# Exercise requirements:
State how many lines in the entries below contain "impl". Write nothing but the number.

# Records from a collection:
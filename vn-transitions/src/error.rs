//! # Error 模块
//!
//! 定义 vn-transitions 中使用的错误类型。
//!
//! 所有错误都发生在**构造阶段**（进程初始化时）。预设一旦构造完成即不可变，
//! 之后的读取没有任何错误面。构造错误不在本地恢复，而是原样向上传播，
//! 让初始化快速失败，避免产生残缺的预设表。

use thiserror::Error;

/// 构造错误
///
/// 由描述符构造函数与过渡族生成器抛出。
#[derive(Error, Debug, Clone, PartialEq)]
pub enum ConstructionError {
    /// 无效的持续时间
    #[error("无效的持续时间 {value}：必须为正的有限数")]
    InvalidDuration { value: f32 },

    /// 无效的阶段时长（Fade 的淡出/保持/淡入阶段）
    #[error("无效的阶段时长 {value}：不能为负或非有限数")]
    InvalidPhase { value: f32 },

    /// 无效的像素化步数
    #[error("无效的像素化步数 {steps}：至少为 1")]
    InvalidSteps { steps: u32 },

    /// 无效的缩放系数
    #[error("无效的缩放系数 {value}：必须为正的有限数")]
    InvalidZoomFactor { value: f32 },

    /// 无效的震屏幅度
    #[error("无效的震屏幅度 {value}：必须为正的有限数")]
    InvalidMagnitude { value: f32 },

    /// 遮罩瓦片图片路径为空
    #[error("遮罩瓦片图片路径为空")]
    EmptyMaskImage,

    /// 过渡族前缀为空
    #[error("过渡族前缀为空")]
    EmptyPrefix,

    /// 图层集合为空
    #[error("图层集合为空")]
    EmptyLayers,
}

/// Result 类型别名
pub type TransitionResult<T> = Result<T, ConstructionError>;
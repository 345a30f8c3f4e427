//! # Offset 模块
//!
//! 方向标签与方向偏移表。
//!
//! 偏移表是只读数据，不含任何计算：每个方向标签对应一个 4 元组，
//! 描述元素在过渡起点/终点处的水平与垂直锚点分数。
//! `in*` 描述**进场**元素从哪里来到哪里去；`out*` 描述**退场**元素。
//! 同轴的 in/out 分数相同是有意的：区别在角色（进场/退场工厂），不在几何。

use serde::{Deserialize, Serialize};

/// 锚点分数
///
/// - `Some(f)`：容器尺寸的分数位置 (0.0 - 1.0)
/// - `None`：该轴不约束，保留元素原本的位置
pub type AnchorFraction = Option<f32>;

/// 方向偏移
///
/// 一个不可变 4 元组：过渡起点与终点处的 (x, y) 锚点分数。
#[derive(Debug, Clone, Copy, PartialEq, Serialize, Deserialize)]
pub struct DirectionOffset {
    pub x_start: AnchorFraction,
    pub y_start: AnchorFraction,
    pub x_end: AnchorFraction,
    pub y_end: AnchorFraction,
}

impl DirectionOffset {
    /// 创建方向偏移
    pub const fn new(
        x_start: AnchorFraction,
        y_start: AnchorFraction,
        x_end: AnchorFraction,
        y_end: AnchorFraction,
    ) -> Self {
        Self {
            x_start,
            y_start,
            x_end,
            y_end,
        }
    }
}

/// 方向标签
///
/// 8 个方向变体的**唯一来源**：名称后缀与偏移分数都只在这里定义。
///
/// | 标签 | 起点 (x, y) | 终点 (x, y) |
/// |------|------------|------------|
/// | `inright`   | (1.0, -) | (0.0, -) |
/// | `inleft`    | (0.0, -) | (1.0, -) |
/// | `intop`     | (-, 0.0) | (-, 1.0) |
/// | `inbottom`  | (-, 1.0) | (-, 0.0) |
/// | `outright`  | (1.0, -) | (0.0, -) |
/// | `outleft`   | (0.0, -) | (1.0, -) |
/// | `outtop`    | (-, 0.0) | (-, 1.0) |
/// | `outbottom` | (-, 1.0) | (-, 0.0) |
///
/// `-` 表示该轴不约束。
#[derive(Debug, Clone, Copy, PartialEq, Eq, Hash, Serialize, Deserialize)]
pub enum MoveDirection {
    InRight,
    InLeft,
    InTop,
    InBottom,
    OutRight,
    OutLeft,
    OutTop,
    OutBottom,
}

impl MoveDirection {
    /// 全部方向，按固定顺序（先进场后退场）
    pub const ALL: [MoveDirection; 8] = [
        MoveDirection::InRight,
        MoveDirection::InLeft,
        MoveDirection::InTop,
        MoveDirection::InBottom,
        MoveDirection::OutRight,
        MoveDirection::OutLeft,
        MoveDirection::OutTop,
        MoveDirection::OutBottom,
    ];

    /// 注册名后缀（拼接在过渡族前缀之后）
    pub fn suffix(&self) -> &'static str {
        match self {
            MoveDirection::InRight => "inright",
            MoveDirection::InLeft => "inleft",
            MoveDirection::InTop => "intop",
            MoveDirection::InBottom => "inbottom",
            MoveDirection::OutRight => "outright",
            MoveDirection::OutLeft => "outleft",
            MoveDirection::OutTop => "outtop",
            MoveDirection::OutBottom => "outbottom",
        }
    }

    /// 是否是进场方向
    pub fn is_enter(&self) -> bool {
        matches!(
            self,
            MoveDirection::InRight
                | MoveDirection::InLeft
                | MoveDirection::InTop
                | MoveDirection::InBottom
        )
    }

    /// 查方向偏移表
    pub fn offset(&self) -> DirectionOffset {
        match self {
            MoveDirection::InRight | MoveDirection::OutRight => {
                DirectionOffset::new(Some(1.0), None, Some(0.0), None)
            }
            MoveDirection::InLeft | MoveDirection::OutLeft => {
                DirectionOffset::new(Some(0.0), None, Some(1.0), None)
            }
            MoveDirection::InTop | MoveDirection::OutTop => {
                DirectionOffset::new(None, Some(0.0), None, Some(1.0))
            }
            MoveDirection::InBottom | MoveDirection::OutBottom => {
                DirectionOffset::new(None, Some(1.0), None, Some(0.0))
            }
        }
    }
}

# Exercise answer:
2